Dopo la lavanda dei piedi, dopo i discorsi di addio, dopo che Giuda se n’è andato, dopo il comandamento nuovo, Gesù per l’ultima volta rivela chi lui è; per l’ultima volta adopera la formula «io sono». L’ha già adoperata tante volte. Ha detto «io sono il pane», «la luce del mondo», «la porta», «il pastore», «la via» (Giovanni 6, 35; 8, 12; 10, 7.9.11; 14, 6). Ora aggiunge: «io sono la vera vite» (Giovanni 15, 1).
 
Il profeta Osea aveva paragonato Israele a una vite rigogliosa che produceva frutto in abbondanza (cfr. Osea 10, 1); il profeta Isaia aveva cantato l’amore di Dio per questa vigna, una vigna che lui stesso ha coltivato, curato, liberato dai sassi, zappato, potato, ma in cambio quale frutto ne ha ricavato?
 
Nessuno! Il viticoltore si aspettava l’uva, la vigna non ha risposto alle cure prestate, ha dato «acini acerbi» (cfr. Isaia 5, 1-5). La vite non ha portato frutto. Gesù dichiara: «Io sono la vite vera», cioè la vite che non si è inselvatichita, ma che dà frutto abbondante. Lui è la vite amata e curata dal Padre, l’Israele fedele che risponde ai doni di Dio.
 
Gesù è la vite, quelli che credono in lui sono i tralci. Il Padre riversa ogni sua cura sulla vite e sui suoi tralci. Perché la vite dia frutto bisogna tagliare i tralci sterili, inutili, e bisogna potare gli altri. E questo il Padre lo opera innanzitutto attraverso la sua parola che «è viva, efficace e più tagliente di ogni spada a doppio taglio; penetra nel punto di divisione dell’anima e dello spirito, delle giunture e delle midolla e scruta i sentimenti e i pensieri del cuore» (Ebrei 4, 12).

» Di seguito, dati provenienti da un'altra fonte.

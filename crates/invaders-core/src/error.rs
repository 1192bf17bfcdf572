//! Errors raised while loading game data.

/// Game data could not be used.
#[derive(thiserror::Error, Debug)]
pub enum GameDataError {
    #[error("game data is not valid JSON: {0}")]
    Parse(#[from] serde_json::Error),

    #[error("invalid game data: {0}")]
    Invalid(String),
}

La parola di Dio ci pota, ci lavora.
 
Gesù si è lasciato potare dalla parola ascoltata, pregata, vissuta, si è lasciato potare dagli uomini, dagli eventi, fino a perdere la vita per amore e dare come frutto la resurrezione, la salvezza di tutti gli uomini. Quante cose hanno detto di lui! L’hanno accusato di essere indemoniato, di trasgredire la Legge, di bestemmiare Dio; i suoi discepoli, quelli che gli stavano vicino e condividevano la sua vita, spesso non lo capivano, fraintendevano le sue parole, cercavano i primi posti; uno di loro l’ha tradito, gli altri sono fuggiti.
 
Si dice che la vite pianga quando viene potata; le potature fanno soffrire, ma se le viviamo nella fede e nell’abbandono al Signore vediamo non solo le potature ma anche il frutto, un frutto che a volte è nascosto, a volte già visibile. Ci accade, a volte, quando preghiamo, di sentire una pace profonda dentro di noi; ci accade, a volte, nella sofferenza, di sentire che non siamo soli, di percepire che il Signore sostiene la nostra volontà di amare.
 
E allora poco per volta il desiderio del Signore diventa il nostro, la nostra domanda di dare frutto, di vivere cioè una vita dietro a Gesù dando frutti di pace, pazienza, carità, viene esaudita, e noi cominciamo a diventare discepoli. «Se rimanete nella mia parola, sarete veramente miei discepoli» (Giovanni 8, 31), ha detto Gesù. Per dare frutto bisogna rimanere, cioè aderire fedelmente al Signore, alla sua parola.
 
Restare, rimanere, perseverare: sono immagini estranee al nostro mondo in cui si fanno le cose per un momento, per un attimo finché dura il piacere, finché c’è la novità, finché ci si guadagna un certo successo. Nella parabola del seminatore per indicare quelli che alla prima difficoltà si abbattono si dice che sono próskairoi, cioè che vivono nel momento (cfr. Marco 4, 17). In questo momento mi va di fare questa cosa, in un altro momento non mi piace più; la regola della mia vita è il piacere immediato, momentaneo.
 
Il cristiano invece rimane nel Signore, qualunque cosa faccia, pensi, dica, di giorno e di notte sta con il suo Signore, perché sa che senza di lui la sua vita non ha senso. «Senza di me non potete fare nulla» (Giovanni 15, 5). Non facciamo i cristiani a ore, a momenti, accettando un servizio solo finché ci piace o abbiamo il consenso degli altri! Viviamo in Cristo, tutto facendo con Cristo, per Cristo, in Cristo.